START RECORDS SUPPLIED
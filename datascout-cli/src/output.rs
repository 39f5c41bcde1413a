//! Report output: JSON file writing and the human-readable summary.

use std::fmt::Write as _;
use std::path::Path;

use datascout_core::models::ScanReport;
use datascout_core::{DataScoutError, Result};
use tracing::info;

const RULE: &str = "================================================================================";

/// Writes the report as pretty-printed JSON, creating parent directories
/// as needed.
pub fn write_report(report: &ScanReport, path: &Path) -> Result<()> {
    if let Some(parent) = path.parent() {
        if !parent.as_os_str().is_empty() {
            std::fs::create_dir_all(parent).map_err(|e| {
                DataScoutError::io(format!("creating output directory {}", parent.display()), e)
            })?;
        }
    }

    let json = serde_json::to_string_pretty(report)
        .map_err(|e| DataScoutError::serialization("encoding scan report", e))?;
    std::fs::write(path, json)
        .map_err(|e| DataScoutError::io(format!("writing report to {}", path.display()), e))?;

    info!("Report written to {}", path.display());
    Ok(())
}

/// Renders a human-readable summary of the report.
#[allow(clippy::cast_precision_loss)]
pub fn render_summary(report: &ScanReport) -> String {
    let stats = &report.project_statistics;
    let mut out = String::new();

    let _ = writeln!(out, "\n{RULE}");
    let _ = writeln!(out, "PROJECT ANALYSIS REPORT");
    let _ = writeln!(out, "{RULE}\n");
    let _ = writeln!(out, "Project: {}", report.scan_metadata.project_name);
    let _ = writeln!(out, "Scan Date: {}", report.scan_metadata.scan_timestamp);
    let _ = writeln!(out, "Path: {}", report.scan_metadata.project_path);

    let _ = writeln!(out, "\n{RULE}");
    let _ = writeln!(out, "PROJECT STATISTICS");
    let _ = writeln!(out, "{RULE}\n");
    let _ = writeln!(out, "Total Files: {}", stats.total_files);
    let _ = writeln!(out, "Total Directories: {}", stats.total_directories);
    let _ = writeln!(
        out,
        "Total Size: {:.2} MB",
        stats.total_size_bytes as f64 / 1024.0 / 1024.0
    );
    let _ = writeln!(out, "Total Lines of Code: {}", stats.total_loc);
    let _ = writeln!(out, "\nFiles with Spark: {}", stats.files_with_spark);
    let _ = writeln!(out, "Files with SQL: {}", stats.files_with_sql);
    if stats.files_with_errors > 0 {
        let _ = writeln!(out, "Files with Errors: {}", stats.files_with_errors);
    }

    let _ = writeln!(out, "\nFile Type Breakdown:");
    for (file_type, count) in &stats.file_types {
        let _ = writeln!(out, "  {file_type}: {count}");
    }

    let _ = writeln!(out, "\n{RULE}");
    let _ = writeln!(out, "CONNECTORS DETECTED ({})", report.connector_summary.len());
    let _ = writeln!(out, "{RULE}");
    if report.connector_summary.is_empty() {
        let _ = writeln!(out, "No connectors detected");
    } else {
        for (name, entry) in &report.connector_summary {
            let _ = writeln!(
                out,
                "\n{} ({})",
                name.to_uppercase(),
                entry.connector_type
            );
            let _ = writeln!(out, "  Files: {}", entry.total_files);
            let _ = writeln!(out, "  Instances: {}", entry.total_instances);
        }
    }

    let sql = &report.sql_objects_summary;
    let _ = writeln!(out, "\n{RULE}");
    let _ = writeln!(out, "SQL OBJECTS");
    let _ = writeln!(out, "{RULE}\n");
    let _ = writeln!(out, "Total Tables Referenced: {}", sql.total_tables);
    let _ = writeln!(out, "Total Views Referenced: {}", sql.total_views);
    if !sql.tables.is_empty() {
        let _ = writeln!(out, "\nTop 10 Tables:");
        for table in sql.tables.keys().take(10) {
            let _ = writeln!(out, "  - {table}");
        }
    }

    let _ = writeln!(out, "\n{RULE}");
    out
}
//! Pattern configuration for connector detection and file classification.
//!
//! Loads a versioned YAML pattern document once per scan and compiles it
//! into an immutable [`PatternSet`]. An alternate document passed by the
//! caller fully replaces the built-in defaults; there is no merging and no
//! hot reload. Every validation failure is a fatal
//! [`DataScoutError::Configuration`] naming the offending connector or
//! pattern, so malformed regexes can never surface mid-scan.

use std::collections::BTreeMap;
use std::path::Path;

use regex::Regex;
use serde::Deserialize;
use tracing::{debug, info};

use crate::error::{DataScoutError, Result};
use crate::models::ConnectorType;

/// Built-in pattern document, embedded at compile time.
const DEFAULT_PATTERNS: &str = include_str!("../patterns/connector_patterns.yaml");

/// Raw pattern document as deserialized from YAML.
#[derive(Debug, Deserialize)]
struct PatternDocument {
    version: String,
    #[serde(default)]
    connectors: BTreeMap<String, ConnectorSpec>,
    #[serde(default)]
    file_types: BTreeMap<String, FileTypeSpec>,
}

/// One connector entry in the document.
#[derive(Debug, Deserialize)]
struct ConnectorSpec {
    #[serde(rename = "type")]
    connector_type: ConnectorType,
    #[serde(default)]
    keywords: Vec<String>,
    #[serde(default)]
    connection_patterns: Vec<String>,
}

/// One file-type entry in the document.
#[derive(Debug, Default, Deserialize)]
struct FileTypeSpec {
    #[serde(default)]
    extensions: Vec<String>,
    #[serde(default)]
    content_markers: Vec<String>,
}

/// A compiled connection pattern, keeping its source string for reporting.
#[derive(Debug, Clone)]
pub struct CompiledPattern {
    pub source: String,
    pub regex: Regex,
}

/// Compiled detection patterns for one connector.
#[derive(Debug, Clone)]
pub struct ConnectorPatterns {
    pub connector_type: ConnectorType,
    pub keywords: Vec<String>,
    pub patterns: Vec<CompiledPattern>,
}

/// Classification rules derived from the document's `file_types` section.
#[derive(Debug, Clone, Default)]
pub struct ClassifierRules {
    /// Extensions classified as SQL (`.sql`, `.ddl`, ...)
    pub sql_extensions: Vec<String>,
    /// General-script extensions eligible for notebook/pyspark refinement
    pub script_extensions: Vec<String>,
    /// Extensions classified as configuration
    pub config_extensions: Vec<String>,
    /// Content markers identifying a Databricks notebook cell layout
    pub notebook_markers: Vec<String>,
    /// Content markers identifying Spark session usage or imports
    pub spark_markers: Vec<String>,
}

/// Immutable, validated pattern set for one scan.
#[derive(Debug, Clone)]
pub struct PatternSet {
    version: String,
    connectors: BTreeMap<String, ConnectorPatterns>,
    rules: ClassifierRules,
}

impl PatternSet {
    /// Loads and compiles the built-in default document.
    ///
    /// The embedded document is part of the crate, so a failure here is a
    /// packaging bug; it still reports as a configuration error rather
    /// than panicking.
    pub fn load_default() -> Result<Self> {
        let set = Self::from_yaml(DEFAULT_PATTERNS)?;
        info!("Loaded {} connector patterns (built-in)", set.connectors.len());
        Ok(set)
    }

    /// Loads and compiles an alternate document, fully replacing defaults.
    pub fn load_from_path(path: &Path) -> Result<Self> {
        let text = std::fs::read_to_string(path).map_err(|e| {
            DataScoutError::configuration(format!(
                "Failed to read pattern document {}: {}",
                path.display(),
                e
            ))
        })?;
        let set = Self::from_yaml(&text)?;
        info!(
            "Loaded {} connector patterns from {}",
            set.connectors.len(),
            path.display()
        );
        Ok(set)
    }

    /// Parses, validates and compiles a YAML pattern document.
    pub fn from_yaml(text: &str) -> Result<Self> {
        let doc: PatternDocument = serde_yaml::from_str(text).map_err(|e| {
            DataScoutError::configuration(format!("Invalid pattern document: {}", e))
        })?;
        Self::compile(doc)
    }

    fn compile(doc: PatternDocument) -> Result<Self> {
        let mut connectors = BTreeMap::new();

        for (name, spec) in doc.connectors {
            if name.trim().is_empty() {
                return Err(DataScoutError::configuration(
                    "Connector with empty name in pattern document",
                ));
            }
            if spec.keywords.is_empty() && spec.connection_patterns.is_empty() {
                return Err(DataScoutError::configuration(format!(
                    "Connector '{}' declares no keywords and no connection patterns",
                    name
                )));
            }

            let mut patterns = Vec::with_capacity(spec.connection_patterns.len());
            for source in spec.connection_patterns {
                let regex = Regex::new(&source).map_err(|e| {
                    DataScoutError::configuration(format!(
                        "Connector '{}': invalid pattern '{}': {}",
                        name, source, e
                    ))
                })?;
                patterns.push(CompiledPattern { source, regex });
            }

            debug!(
                "Compiled connector '{}': {} keywords, {} patterns",
                name,
                spec.keywords.len(),
                patterns.len()
            );

            connectors.insert(
                name,
                ConnectorPatterns {
                    connector_type: spec.connector_type,
                    keywords: spec.keywords,
                    patterns,
                },
            );
        }

        let rules = Self::classifier_rules(&doc.file_types);

        Ok(Self {
            version: doc.version,
            connectors,
            rules,
        })
    }

    fn classifier_rules(file_types: &BTreeMap<String, FileTypeSpec>) -> ClassifierRules {
        let extensions = |key: &str| -> Vec<String> {
            file_types
                .get(key)
                .map(|s| s.extensions.iter().map(|e| e.to_lowercase()).collect())
                .unwrap_or_default()
        };
        let markers = |key: &str| -> Vec<String> {
            file_types
                .get(key)
                .map(|s| s.content_markers.clone())
                .unwrap_or_default()
        };

        ClassifierRules {
            sql_extensions: extensions("sql"),
            script_extensions: extensions("python"),
            config_extensions: extensions("config"),
            notebook_markers: markers("databricks_notebook"),
            spark_markers: markers("pyspark"),
        }
    }

    /// Version string of the loaded document.
    pub fn version(&self) -> &str {
        &self.version
    }

    /// Compiled connectors, name-ordered.
    pub fn connectors(&self) -> &BTreeMap<String, ConnectorPatterns> {
        &self.connectors
    }

    /// Classification rules for the file classifier.
    pub fn rules(&self) -> &ClassifierRules {
        &self.rules
    }
}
END RECORDS SUPPLIED
§ **TASK DETAILS**
From the records, copy out each line that includes the string "ConnectorSpec".

§ **RESPONSE BOX**
    connectors: BTreeMap<String, ConnectorSpec>,
struct ConnectorSpec {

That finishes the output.